### INSTRUCTIONS TO FOLLOW
Every entry below is to be retyped exactly as it stands.

### AVAILABLE RECORDS
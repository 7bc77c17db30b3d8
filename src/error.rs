//! Error types in mlkit
//!

use thiserror::Error;

use ndarray::ShapeError;
pub type Result<T> = std::result::Result<T, Error>;

/// Broad classes of failure shared by every crate of the toolkit.
///
/// All failures are contract violations reported synchronously to the caller. None of them
/// are transient, so there is nothing to retry.
#[derive(Debug, Clone, Copy, PartialEq, Eq)]
pub enum ErrorKind {
    /// A caller-supplied parameter violates a stated precondition
    InvalidArgument,
    /// An operation was attempted before a required prior step
    InvalidState,
}

#[derive(Error, Debug, Clone)]
pub enum Error {
    #[error("invalid parameter {0}")]
    Parameters(String),
    #[error("invalid ndarray shape {0}")]
    NdShape(#[from] ShapeError),
    #[error("number of records ({records}) does not match number of targets ({targets})")]
    MismatchedShapes { records: usize, targets: usize },
    #[error("row {row} has {found} features, but the first row has {expected}")]
    RaggedRows {
        row: usize,
        found: usize,
        expected: usize,
    },
    #[error("test ratio should be in the open range (0, 1), but is {0}")]
    InvalidTestRatio(f64),
    #[error("Not enough samples to compute the metric")]
    NotEnoughSamples,
}

impl Error {
    /// Classifies the error according to [`ErrorKind`]
    pub fn kind(&self) -> ErrorKind {
        match self {
            Error::Parameters(_)
            | Error::NdShape(_)
            | Error::MismatchedShapes { .. }
            | Error::RaggedRows { .. }
            | Error::InvalidTestRatio(_)
            | Error::NotEnoughSamples => ErrorKind::InvalidArgument,
        }
    }
}

#[cfg(test)]
mod tests {
    use super::*;

    #[test]
    fn messages() {
        assert_eq!(
            Error::InvalidTestRatio(1.5).to_string(),
            "test ratio should be in the open range (0, 1), but is 1.5"
        );
        assert_eq!(
            Error::RaggedRows {
                row: 3,
                found: 2,
                expected: 4
            }
            .to_string(),
            "row 3 has 2 features, but the first row has 4"
        );
        assert_eq!(
            Error::MismatchedShapes {
                records: 3,
                targets: 2
            }
            .to_string(),
            "number of records (3) does not match number of targets (2)"
        );
    }

    #[test]
    fn every_table_error_is_an_invalid_argument() {
        assert_eq!(Error::InvalidTestRatio(0.0).kind(), ErrorKind::InvalidArgument);
        assert_eq!(Error::NotEnoughSamples.kind(), ErrorKind::InvalidArgument);
    }

    #[test]
    fn error_is_send_and_sync() {
        fn assert_impl<T: std::error::Error + Send + Sync>() {}
        assert_impl::<Error>();
    }
}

### SOLUTION BELOW
repository 7bc77c17db30b3d8
filename src/error.rs
//! Error types in mlkit
//!

use thiserror::Error;

use ndarray::ShapeError;
pub type Result<T> = std::result::Result<T, Error>;

/// Broad classes of failure shared by every crate of the toolkit.
///
/// All failures are contract violations reported synchronously to the caller. None of them
/// are transient, so there is nothing to retry.
#[derive(Debug, Clone, Copy, PartialEq, Eq)]
pub enum ErrorKind {
    /// A caller-supplied parameter violates a stated precondition
    InvalidArgument,
    /// An operation was attempted before a required prior step
    InvalidState,
}

#[derive(Error, Debug, Clone)]
pub enum Error {
    #[error("invalid parameter {0}")]
    Parameters(String),
    #[error("invalid ndarray shape {0}")]
    NdShape(#[from] ShapeError),
    #[error("number of records ({records}) does not match number of targets ({targets})")]
    MismatchedShapes { records: usize, targets: usize },
    #[error("row {row} has {found} features, but the first row has {expected}")]
    RaggedRows {
        row: usize,
        found: usize,
        expected: usize,
    },
    #[error("test ratio should be in the open range (0, 1), but is {0}")]
    InvalidTestRatio(f64),
    #[error("Not enough samples to compute the metric")]
    NotEnoughSamples,
}

impl Error {
    /// Classifies the error according to [`ErrorKind`]
    pub fn kind(&self) -> ErrorKind {
        match self {
            Error::Parameters(_)
            | Error::NdShape(_)
            | Error::MismatchedShapes { .. }
            | Error::RaggedRows { .. }
            | Error::InvalidTestRatio(_)
            | Error::NotEnoughSamples => ErrorKind::InvalidArgument,
        }
    }
}

#[cfg(test)]
mod tests {
    use super::*;

    #[test]
    fn messages() {
        assert_eq!(
            Error::InvalidTestRatio(1.5).to_string(),
            "test ratio should be in the open range (0, 1), but is 1.5"
        );
        assert_eq!(
            Error::RaggedRows {
                row: 3,
                found: 2,
                expected: 4
            }
            .to_string(),
            "row 3 has 2 features, but the first row has 4"
        );
        assert_eq!(
            Error::MismatchedShapes {
                records: 3,
                targets: 2
            }
            .to_string(),
            "number of records (3) does not match number of targets (2)"
        );
    }

    #[test]
    fn every_table_error_is_an_invalid_argument() {
        assert_eq!(Error::InvalidTestRatio(0.0).kind(), ErrorKind::InvalidArgument);
        assert_eq!(Error::NotEnoughSamples.kind(), ErrorKind::InvalidArgument);
    }

    #[test]
    fn error_is_send_and_sync() {
        fn assert_impl<T: std::error::Error + Send + Sync>() {}
        assert_impl::<Error>();
    }
}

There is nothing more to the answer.